Per the Egyptian government’s complaints, the U.S. now limits its funding to NGOs registered with the government, therefore excluding most human rights groups.
Such funding has also declined sharply under the Obama administration, an administration that presumed championing human rights, good governance and justice.
What about economic aid?
If annual military aid is $1.3 billion the annual economic aid is a negligible amount of $200,000. Which means, the U.S. has done almost nothing to enhance the economic condition of the vast masses who are economically depressed? They are the ones who are spearheading the ‘popular revolt’ against the Mubarak regime.
U.S. economic aid to Egypt has declined over the years, but is generally in the hundreds of millions annually.
An analysis in one popular web site remarks: Some of this aid also comes back to benefit the U.S. through programs such as the Commodity Import Program. Under that program, the U.S. gives Egypt millions in economic aid to import U.S. goods.
The State Department, on its website, describes it as “one of the largest and most popular USAID programs.”
Others were not as successful.
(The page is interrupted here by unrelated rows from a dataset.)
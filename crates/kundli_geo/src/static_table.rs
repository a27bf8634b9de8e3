//! In-memory resolver: a fixed place table, optionally with a catch-all
//! coordinate. No I/O.

use std::collections::HashMap;

use async_trait::async_trait;

use crate::coordinate::GeoCoordinate;
use crate::error::GeoError;
use crate::resolver::GeoResolver;

/// Resolves place names from a case-insensitive lookup table.
#[derive(Debug, Clone, Default)]
pub struct StaticResolver {
    places: HashMap<String, GeoCoordinate>,
    fallback: Option<GeoCoordinate>,
}

fn key(place: &str) -> String {
    place.trim().to_lowercase()
}

impl StaticResolver {
    pub fn new() -> Self {
        Self::default()
    }

    /// A resolver that answers every place with `coord`.
    pub fn fixed(coord: GeoCoordinate) -> Self {
        Self {
            places: HashMap::new(),
            fallback: Some(coord),
        }
    }

    /// Add (or replace) a place.
    pub fn with_place(mut self, place: &str, coord: GeoCoordinate) -> Self {
        self.places.insert(key(place), coord);
        self
    }

    pub fn len(&self) -> usize {
        self.places.len()
    }

    pub fn is_empty(&self) -> bool {
        self.places.is_empty()
    }
}

#[async_trait]
impl GeoResolver for StaticResolver {
    async fn resolve(&self, place: &str) -> Result<GeoCoordinate, GeoError> {
        self.places
            .get(&key(place))
            .copied()
            .or(self.fallback)
            .ok_or_else(|| GeoError::NotFound {
                place: place.to_string(),
            })
    }
}
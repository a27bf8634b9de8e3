//! Error taxonomy of the chart engine and its wire form.

use std::collections::BTreeMap;

use kundli_geo::GeoError;
use kundli_vedic_base::VedicError;
use serde::Serialize;
use thiserror::Error;

/// Expected format of each required request field.
pub(crate) fn field_format(field: &str) -> &'static str {
    match field {
        "fullName" => "non-empty string",
        "dob" => "YYYY-MM-DD",
        "tob" => "HH:MM",
        "pob" => "place name, e.g. \"Kozhikode, Kerala, India\"",
        _ => "string",
    }
}

#[derive(Error, Debug)]
pub enum KundliError {
    /// Required fields missing or unparsable. Caller should fix the input.
    #[error("invalid birth details: {details}")]
    Validation {
        fields: Vec<&'static str>,
        details: String,
    },

    /// Place of birth could not be resolved. Input may be fine.
    #[error("could not resolve place of birth '{place}': {source}")]
    Geocoding {
        place: String,
        #[source]
        source: GeoError,
    },

    /// Internal invariant failure in the chart math.
    #[error("chart computation failed: {0}")]
    Computation(#[from] VedicError),
}

#[derive(Debug, Clone, Copy, PartialEq, Eq, Serialize)]
#[serde(rename_all = "lowercase")]
pub enum ErrorKind {
    Validation,
    Geocoding,
    Computation,
}

impl KundliError {
    pub fn kind(&self) -> ErrorKind {
        match self {
            Self::Validation { .. } => ErrorKind::Validation,
            Self::Geocoding { .. } => ErrorKind::Geocoding,
            Self::Computation(_) => ErrorKind::Computation,
        }
    }

    /// Structured failure response for the caller.
    pub fn to_response(&self) -> ErrorResponse {
        match self {
            Self::Validation { fields, details } => ErrorResponse {
                error: "Missing or invalid birth details".to_string(),
                kind: ErrorKind::Validation,
                details: Some(details.clone()),
                required_fields: Some(
                    fields
                        .iter()
                        .map(|f| (f.to_string(), field_format(f).to_string()))
                        .collect(),
                ),
            },
            Self::Geocoding { place, source } => ErrorResponse {
                error: format!("Could not find coordinates for place of birth: {place}"),
                kind: ErrorKind::Geocoding,
                details: Some(source.to_string()),
                required_fields: None,
            },
            Self::Computation(e) => ErrorResponse {
                error: "Failed to compute birth chart".to_string(),
                kind: ErrorKind::Computation,
                details: Some(e.to_string()),
                required_fields: None,
            },
        }
    }
}

/// Failure body: `{ error, kind, details?, requiredFields? }`.
#[derive(Debug, Clone, PartialEq, Serialize)]
#[serde(rename_all = "camelCase")]
pub struct ErrorResponse {
    pub error: String,
    pub kind: ErrorKind,
    #[serde(skip_serializing_if = "Option::is_none")]
    pub details: Option<String>,
    /// Fields still required, mapped to their expected format.
    #[serde(skip_serializing_if = "Option::is_none")]
    pub required_fields: Option<BTreeMap<String, String>>,
}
A 2006 inspector general’s audit of a 4-year, $57-million project to increase jobs and rural household incomes found that the U.S. investment “has not increased the number of jobs as planned” among participants.
A 2009 audit of a $151 million project to modernize Egypt’s financial sector found that while the country’s real estate finance market experienced significant growth throughout the project’s duration, USAID’s efforts were “not clearly measurable” and the growth could be due to market forces or the Egyptian government's actions.
Critics of the Obama administration’s economic aid to Egypt have noted that in 2007, for instance, such aid only amounted to $6 per capita, compared with the $40.80 per capita spent on Jordan that same year. Ahmad El-Naggar, economic researcher at Al-Ahram Center for Political and Strategic Studies, criticized the U.S. in 2009 for focusing on “programs valued for strict ideological reasons,” and not on the country’s growing poverty and unemployment rate—two issues fueling the current protests.